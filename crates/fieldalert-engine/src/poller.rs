//! Per-kind poller.
//!
//! Every tick the poller checks its [`Stagger`] bucket; when due it lists the
//! operator's scope in the alert store, validates the records, drops the ones
//! already acknowledged today and hands the result to the main context as a
//! [`Command::Merge`]. Fetch and filter run on the poller's own task; only the
//! merge touches the queue.

use std::sync::Arc;
use std::time::Duration;

use chrono::Timelike;
use fieldalert_core::{AlertError, AlertItem, AlertKind, OperatorProfile, Result, ScopePrefix};
use tokio::sync::mpsc;
use tokio::task::JoinHandle;
use tokio::time::MissedTickBehavior;
use tracing::{debug, info, warn};

use crate::engine::Command;
use crate::traits::{Acknowledger, AlertSource, Clock, Presenter};

/// Minute bucket of one operator.
#[derive(Debug, Clone, Copy, PartialEq, Eq)]
pub struct Stagger {
    interval: u32,
    exec_timer: u32,
}

impl Stagger {
    /// Bucket `user_id` into one of `divisor` minutes.
    ///
    /// Numeric ids are used directly; anything else is hashed.
    pub fn for_operator(user_id: &str, divisor: u32) -> Self {
        let interval = divisor.max(1);
        let exec_timer = (operator_hash(user_id) % u64::from(interval)) as u32;
        Self { interval, exec_timer }
    }

    pub fn interval(&self) -> u32 {
        self.interval
    }

    pub fn exec_timer(&self) -> u32 {
        self.exec_timer
    }

    /// Whether a tick at `minute` performs a fetch.
    pub fn fires_at(&self, minute: u32) -> bool {
        minute % self.interval == self.exec_timer
    }
}

fn operator_hash(user_id: &str) -> u64 {
    let trimmed = user_id.trim();
    trimmed.parse::<u64>().unwrap_or_else(|_| {
        // FNV-1a
        trimmed.bytes().fold(0xcbf2_9ce4_8422_2325_u64, |hash, byte| {
            (hash ^ u64::from(byte)).wrapping_mul(0x0100_0000_01b3)
        })
    })
}

/// Fetches one alert kind for the logged-in operator.
#[derive(Clone)]
pub struct Poller {
    kind: AlertKind,
    operator: OperatorProfile,
    storage_dir: String,
    stagger: Stagger,
    source: Arc<dyn AlertSource>,
    acks: Arc<dyn Acknowledger>,
    clock: Arc<dyn Clock>,
    tx: mpsc::UnboundedSender<Command>,
}

impl Poller {
    #[allow(clippy::too_many_arguments)]
    pub fn new(
        kind: AlertKind,
        operator: OperatorProfile,
        storage_dir: impl Into<String>,
        divisor: u32,
        source: Arc<dyn AlertSource>,
        acks: Arc<dyn Acknowledger>,
        clock: Arc<dyn Clock>,
        tx: mpsc::UnboundedSender<Command>,
    ) -> Self {
        let stagger = Stagger::for_operator(&operator.user_id, divisor);
        Self {
            kind,
            operator,
            storage_dir: storage_dir.into(),
            stagger,
            source,
            acks,
            clock,
            tx,
        }
    }

    pub fn kind(&self) -> AlertKind {
        self.kind
    }

    pub fn stagger(&self) -> Stagger {
        self.stagger
    }

    /// Listing prefix for today.
    pub fn scope(&self) -> ScopePrefix {
        ScopePrefix::for_operator(&self.storage_dir, &self.operator, self.clock.now().date())
    }

    /// Fetch, validate and acknowledgement-filter the kind's records.
    ///
    /// Malformed records are dropped; the rest of the batch is kept. A failed
    /// acknowledgement lookup keeps the record.
    pub async fn collect(&self) -> Result<Vec<AlertItem>> {
        let scope = self.scope();
        let records = self.source.fetch(self.kind, &scope).await?;
        let fetched = records.len();
        let today = self.clock.now().date();

        let mut items = Vec::with_capacity(fetched);
        for record in records {
            let item = match AlertItem::from_record(self.kind, record) {
                Ok(item) => item,
                Err(e) => {
                    debug!(kind = %self.kind, error = %e, "dropping malformed record");
                    continue;
                }
            };
            match self.acks.exists(&self.operator.user_id, today, item.file()) {
                Ok(true) => continue,
                Ok(false) => {}
                Err(e) => {
                    warn!(kind = %self.kind, file = %item.file(), error = %e, "acknowledgement lookup failed");
                }
            }
            items.push(item);
        }

        debug!(kind = %self.kind, scope = %scope, fetched, pending = items.len(), "poll collected");
        Ok(items)
    }

    /// Collect and hand the result to the main context.
    pub async fn run_cycle(&self) -> Result<usize> {
        let items = self.collect().await?;
        let count = items.len();
        self.tx
            .send(Command::Merge {
                kind: self.kind,
                items,
            })
            .map_err(|_| AlertError::EngineStopped)?;
        Ok(count)
    }

    /// Run a cycle if the current minute is this operator's bucket.
    ///
    /// Returns `Ok(None)` when the tick is not due.
    pub async fn tick(&self) -> Result<Option<usize>> {
        let minute = self.clock.now().minute();
        if !self.stagger.fires_at(minute) {
            return Ok(None);
        }
        self.run_cycle().await.map(Some)
    }

    /// Start the polling loop and the foreground listener.
    ///
    /// The first cycle runs at once regardless of the stagger bucket.
    pub fn spawn(self, period: Duration, presenter: &dyn Presenter) -> PollerHandle {
        let kind = self.kind;
        let listener = self.listen(presenter);

        info!(
            %kind,
            period_secs = period.as_secs(),
            interval = self.stagger.interval,
            exec_timer = self.stagger.exec_timer,
            "starting poller"
        );

        let task = tokio::spawn(async move {
            let mut ticker = tokio::time::interval(period);
            ticker.set_missed_tick_behavior(MissedTickBehavior::Delay);

            ticker.tick().await;
            let mut outcome = self.run_cycle().await.map(Some);
            loop {
                match outcome {
                    Err(AlertError::EngineStopped) => break,
                    Err(e) => warn!(%kind, error = %e, "poll cycle failed, retrying next tick"),
                    Ok(_) => {}
                }
                ticker.tick().await;
                outcome = self.tick().await;
            }
            debug!(%kind, "poller stopped");
        });

        PollerHandle { kind, task, listener }
    }

    fn listen(&self, presenter: &dyn Presenter) -> Option<JoinHandle<()>> {
        let kind = self.kind;
        let mut changes = match presenter.foreground_changes() {
            Ok(Some(changes)) => changes,
            Ok(None) => {
                debug!(%kind, "no foreground broadcast, polling only");
                return None;
            }
            Err(e) => {
                warn!(%kind, error = %e, "foreground listener refused, polling only");
                return None;
            }
        };

        let tx = self.tx.clone();
        Some(tokio::spawn(async move {
            while changes.changed().await.is_ok() {
                let foreground = *changes.borrow_and_update();
                if foreground && tx.send(Command::Foregrounded { kind }).is_err() {
                    break;
                }
            }
        }))
    }
}

/// Running poller; stopping or dropping it cancels the loop and listener.
pub struct PollerHandle {
    kind: AlertKind,
    task: JoinHandle<()>,
    listener: Option<JoinHandle<()>>,
}

impl PollerHandle {
    pub fn kind(&self) -> AlertKind {
        self.kind
    }

    pub fn has_listener(&self) -> bool {
        self.listener.is_some()
    }

    pub fn stop(mut self) {
        self.abort();
    }

    fn abort(&mut self) {
        self.task.abort();
        if let Some(listener) = self.listener.take() {
            listener.abort();
        }
    }
}

impl Drop for PollerHandle {
    fn drop(&mut self) {
        self.abort();
    }
}
//! File-backed acknowledgement store.
//!
//! An acknowledgement is a zero-byte marker at
//! `<root>/<user_id>/<yyyyMMdd>/<file_identifier>`. Day directories older
//! than today are purged at login.

use std::fs;
use std::io::ErrorKind;
use std::path::{Path, PathBuf};

use chrono::NaiveDate;
use fieldalert_core::types::{DATE_KEY_FORMAT, date_key, validate_file_identifier};
use fieldalert_core::{AlertError, Result};
use tracing::debug;

use crate::traits::Acknowledger;

/// Acknowledgement markers on the local filesystem.
#[derive(Debug, Clone)]
pub struct FileAckStore {
    root: PathBuf,
}

impl FileAckStore {
    pub fn new(root: impl Into<PathBuf>) -> Self {
        Self { root: root.into() }
    }

    pub fn root(&self) -> &Path {
        &self.root
    }

    fn user_dir(&self, user_id: &str) -> Result<PathBuf> {
        validate_file_identifier(user_id)?;
        Ok(self.root.join(user_id))
    }

    fn day_dir(&self, user_id: &str, date: NaiveDate) -> Result<PathBuf> {
        Ok(self.user_dir(user_id)?.join(date_key(date)))
    }

    fn marker(&self, user_id: &str, date: NaiveDate, file: &str) -> Result<PathBuf> {
        validate_file_identifier(file)?;
        Ok(self.day_dir(user_id, date)?.join(file))
    }

    /// File identifiers acknowledged by `user_id` on `date`, sorted.
    pub fn today_files(&self, user_id: &str, date: NaiveDate) -> Result<Vec<String>> {
        let dir = self.day_dir(user_id, date)?;
        let entries = match fs::read_dir(&dir) {
            Ok(entries) => entries,
            Err(e) if e.kind() == ErrorKind::NotFound => return Ok(Vec::new()),
            Err(e) => return Err(AlertError::io("listing acknowledgements", &dir, e)),
        };

        let mut files = Vec::new();
        for entry in entries {
            let entry = entry.map_err(|e| AlertError::io("listing acknowledgements", &dir, e))?;
            if let Some(name) = entry.file_name().to_str() {
                files.push(name.to_string());
            }
        }
        files.sort();
        Ok(files)
    }

    /// Remove day directories of `user_id` dated before `date`.
    ///
    /// Returns the number of day directories removed. Entries whose names are
    /// not dates are left alone.
    pub fn purge_before(&self, user_id: &str, date: NaiveDate) -> Result<usize> {
        let dir = self.user_dir(user_id)?;
        let entries = match fs::read_dir(&dir) {
            Ok(entries) => entries,
            Err(e) if e.kind() == ErrorKind::NotFound => return Ok(0),
            Err(e) => return Err(AlertError::io("listing acknowledgement days", &dir, e)),
        };

        let mut removed = 0;
        for entry in entries {
            let entry = entry.map_err(|e| AlertError::io("listing acknowledgement days", &dir, e))?;
            let path = entry.path();
            let Some(day) = entry
                .file_name()
                .to_str()
                .and_then(|name| NaiveDate::parse_from_str(name, DATE_KEY_FORMAT).ok())
            else {
                continue;
            };
            if day < date && path.is_dir() {
                fs::remove_dir_all(&path).map_err(|e| AlertError::io("purging acknowledgements", &path, e))?;
                removed += 1;
            }
        }

        if removed > 0 {
            debug!(user_id, removed, "purged old acknowledgements");
        }
        Ok(removed)
    }
}

impl Acknowledger for FileAckStore {
    fn exists(&self, user_id: &str, date: NaiveDate, file: &str) -> Result<bool> {
        Ok(self.marker(user_id, date, file)?.is_file())
    }

    fn write(&self, user_id: &str, date: NaiveDate, file: &str) -> Result<()> {
        let marker = self.marker(user_id, date, file)?;
        if let Some(parent) = marker.parent() {
            fs::create_dir_all(parent).map_err(|e| AlertError::DirectoryCreation {
                path: parent.to_path_buf(),
                source: e,
            })?;
        }
        fs::File::create(&marker).map_err(|e| AlertError::io("writing acknowledgement", &marker, e))?;
        debug!(user_id, file, "acknowledgement written");
        Ok(())
    }
}

#[cfg(test)]
mod tests {
    use super::*;
    use tempfile::TempDir;

    fn day(d: u32) -> NaiveDate {
        NaiveDate::from_ymd_opt(2024, 1, d).unwrap()
    }

    #[test]
    fn test_write_then_exists() {
        let temp = TempDir::new().unwrap();
        let store = FileAckStore::new(temp.path());

        assert!(!store.exists("13", day(2), "a.json").unwrap());
        store.write("13", day(2), "a.json").unwrap();
        assert!(store.exists("13", day(2), "a.json").unwrap());

        let marker = temp.path().join("13").join("20240102").join("a.json");
        assert_eq!(fs::metadata(marker).unwrap().len(), 0);

        assert!(!store.exists("13", day(3), "a.json").unwrap());
        assert!(!store.exists("14", day(2), "a.json").unwrap());
    }

    #[test]
    fn test_write_is_idempotent() {
        let temp = TempDir::new().unwrap();
        let store = FileAckStore::new(temp.path());
        store.write("13", day(2), "a.json").unwrap();
        store.write("13", day(2), "a.json").unwrap();
        assert_eq!(store.today_files("13", day(2)).unwrap(), vec!["a.json"]);
    }

    #[test]
    fn test_today_files() {
        let temp = TempDir::new().unwrap();
        let store = FileAckStore::new(temp.path());
        assert!(store.today_files("13", day(2)).unwrap().is_empty());

        store.write("13", day(2), "b.json").unwrap();
        store.write("13", day(2), "a.json").unwrap();
        store.write("13", day(1), "c.json").unwrap();
        assert_eq!(store.today_files("13", day(2)).unwrap(), vec!["a.json", "b.json"]);
    }

    #[test]
    fn test_purge_before() {
        let temp = TempDir::new().unwrap();
        let store = FileAckStore::new(temp.path());
        store.write("13", day(1), "old.json").unwrap();
        store.write("13", day(2), "older.json").unwrap();
        store.write("13", day(3), "today.json").unwrap();
        fs::create_dir_all(temp.path().join("13").join("notes")).unwrap();

        assert_eq!(store.purge_before("13", day(3)).unwrap(), 2);
        assert!(store.exists("13", day(3), "today.json").unwrap());
        assert!(!store.exists("13", day(1), "old.json").unwrap());
        assert!(temp.path().join("13").join("notes").exists());
        assert_eq!(store.purge_before("99", day(3)).unwrap(), 0);
    }

    #[test]
    fn test_rejects_path_components() {
        let temp = TempDir::new().unwrap();
        let store = FileAckStore::new(temp.path());
        let err = store.write("13", day(1), "../escape").unwrap_err();
        assert!(matches!(err, AlertError::MalformedRecord { .. }));
        assert!(store.exists("../13", day(1), "a.json").is_err());
    }
}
==========
Look back at the entries above. Retype the line with "of one operator.", the line with "pub fn fires_at(&self, minute: u32)", and all lines in between.

_Problem solution_
/// Minute bucket of one operator.
#[derive(Debug, Clone, Copy, PartialEq, Eq)]
pub struct Stagger {
    interval: u32,
    exec_timer: u32,
}

impl Stagger {
    /// Bucket `user_id` into one of `divisor` minutes.
    ///
    /// Numeric ids are used directly; anything else is hashed.
    pub fn for_operator(user_id: &str, divisor: u32) -> Self {
        let interval = divisor.max(1);
        let exec_timer = (operator_hash(user_id) % u64::from(interval)) as u32;
        Self { interval, exec_timer }
    }

    pub fn interval(&self) -> u32 {
        self.interval
    }

    pub fn exec_timer(&self) -> u32 {
        self.exec_timer
    }

    /// Whether a tick at `minute` performs a fetch.
    pub fn fires_at(&self, minute: u32) -> bool {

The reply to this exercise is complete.